In this case, a positive 6-pole component exists adjacent to the negative 6-pole error magnetic field component at the main coil end (5), and the integration of the 6-pole component along the equilibrium orbit (4) of the electron beam. The current value of the six-pole coil (6) may be adjusted so that the value becomes zero. At this time, it is known from the beam tracking result that the effect of the negative six-pole error magnetic field component can be canceled. However, it is also known from the beam tracking result that the above-mentioned effect is lost when the position of the positive six-pole component is separated from the position of the negative six-pole component to some extent.

FIGS. 3 (a) and 3 (b) show another embodiment of the present invention, in which a six-pole coil (6) is located on a balanced orbit 4 of an electron beam and is adjacent to an end space 5 of a main coil. And the inner space, in which case the negative 6
This is effective when the pole error magnetic field component spreads over a wide range.

In the above embodiment, the example of the six-pole component has been described. However, other magnetic field components, four-pole components, eight-pole components, and 2n-pole components may be used. Further, a bipolar component may be used, and a similar effect is obtained.

In the above example, a banana coil was described.
The present invention can be similarly applied to an end flip-up type banana coil in which the end of the main coil is flipped up.

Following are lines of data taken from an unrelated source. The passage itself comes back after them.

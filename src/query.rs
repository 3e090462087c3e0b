//! Query pipeline.
//!
//! cache lookup → query embedding → vector search → lexical search (text OR
//! vector positions) → context fusion → generation → cache write.
//!
//! Only generated answers are cached. The "no results" answer and every
//! error are recomputed on the next identical query.

use anyhow::Result;
use std::time::Instant;

use crate::config::Config;
use crate::embedding::embed_query;
use crate::error::{RagError, RagResult};
use crate::generation::build_prompt;
use crate::models::QueryResult;
use crate::services::Services;

pub struct QueryPipeline {
    services: Services,
}

impl QueryPipeline {
    pub fn new(services: Services) -> Self {
        Self { services }
    }

    /// Answer `query_text` from the indexed documents. `k` overrides the
    /// configured number of vector neighbours.
    pub async fn query(&self, query_text: &str, k: Option<usize>) -> RagResult<QueryResult> {
        if query_text.trim().is_empty() {
            return Err(RagError::InvalidInput("query is empty".to_string()));
        }
        let settings = &self.services.settings;
        let k = k.unwrap_or(settings.k);
        if k == 0 {
            return Err(RagError::InvalidInput("k must be >= 1".to_string()));
        }

        if let Some(cached) = self.services.cache.get(query_text).await? {
            tracing::info!(query = query_text, "cache hit");
            return Ok(cached);
        }
        tracing::info!(query = query_text, "cache miss");

        let query_vec = embed_query(self.services.embedder.as_ref(), query_text).await?;
        let matches = self.services.vectors.search_async(query_vec, k).await?;
        tracing::debug!(
            hits = matches.positions.len(),
            positions = ?matches.positions,
            "vector search"
        );

        let hits = self
            .services
            .lexical
            .search(query_text, &matches.positions, settings.lexical_limit)
            .await?;
        tracing::info!(hits = hits.len(), "lexical search");

        if hits.is_empty() {
            return Ok(QueryResult::no_results());
        }

        let context = hits
            .iter()
            .take(settings.context_docs)
            .map(|h| h.content.as_str())
            .collect::<Vec<_>>()
            .join("\n");
        let prompt = build_prompt(query_text, &context);

        let started = Instant::now();
        let answer = self.services.generator.generate(&prompt).await;
        tracing::info!(
            model = self.services.generator.model_name(),
            latency_ms = started.elapsed().as_millis() as u64,
            ok = answer.is_ok(),
            "generation call"
        );

        let answer = answer?.ok_or_else(|| {
            RagError::ModelUnavailable(
                "generation response did not contain an answer".to_string(),
            )
        })?;

        let result = QueryResult::single(answer.trim());
        self.services.cache.set(query_text, &result).await?;
        Ok(result)
    }
}

/// CLI entry: answer one query and print the results.
pub async fn run_query(config: &Config, query_text: &str, k: Option<usize>) -> Result<()> {
    let services = Services::from_config(config).await?;
    let result = services.query().query(query_text, k).await?;
    for answer in &result.results {
        println!("{}", answer);
    }
    Ok(())
}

[Effects of the Invention] As described above, according to the electromagnet for a charged particle device of the present invention, the multipole coil is provided in the outer space or the inner space adjacent to the end of the main coil on the balance trajectory of the electron beam. Is provided, there is an effect that the multipole coil can easily cancel a multipole error magnetic field component generated at the end of the main coil. Further, the multi-pole coil is disposed in the outer space or the inner space, which is a space, and has an effect that it can be easily installed.

[Brief description of the drawings]

FIG. 1 is a plan view of a bending electromagnet for a charged particle device according to an embodiment of the present invention, FIG. 2 is a distribution diagram of a six-pole component generated by the bending electromagnet of FIG.
FIG. 3 (a) is a plan view of a bending electromagnet showing another embodiment of the present invention, and FIG. 3 (b) is a distribution diagram of the six-pole component of FIG. 3 (a) along the electron beam equilibrium orbit direction. FIG. 4 is a perspective view showing a conventional bending electromagnet for a charged particle device, and FIG.
6, FIG. 6 is a magnetic field distribution diagram at the end of the main coil of the bending electromagnet shown in FIG. 4, and FIG. 7 is a distribution diagram of the six-pole component of the bending electromagnet shown in FIG. It is. In the figure, (3) is a bending electromagnet, (4) is a balanced orbit of an electron beam, (5) is an end of a main coil, and (6) is a hexapole coil. In the drawings, the same reference numerals indicate the same or corresponding parts.

Claims (1)

(57) [Claims] 1. A deflection electromagnet for a charged particle device comprising a pair of banana-shaped main coils obtained by bending a racetrack-type coil at a certain curvature, an outer space on an equilibrium trajectory of an electron beam and adjacent to an end of the main coil. A multi-pole coil is disposed in the portion or the inner space, and the multi-pole coil makes the integral value of the multi-pole component generated at the end of the main coil along the balanced orbit of the electron beam zero. Bending electromagnets for charged particle devices.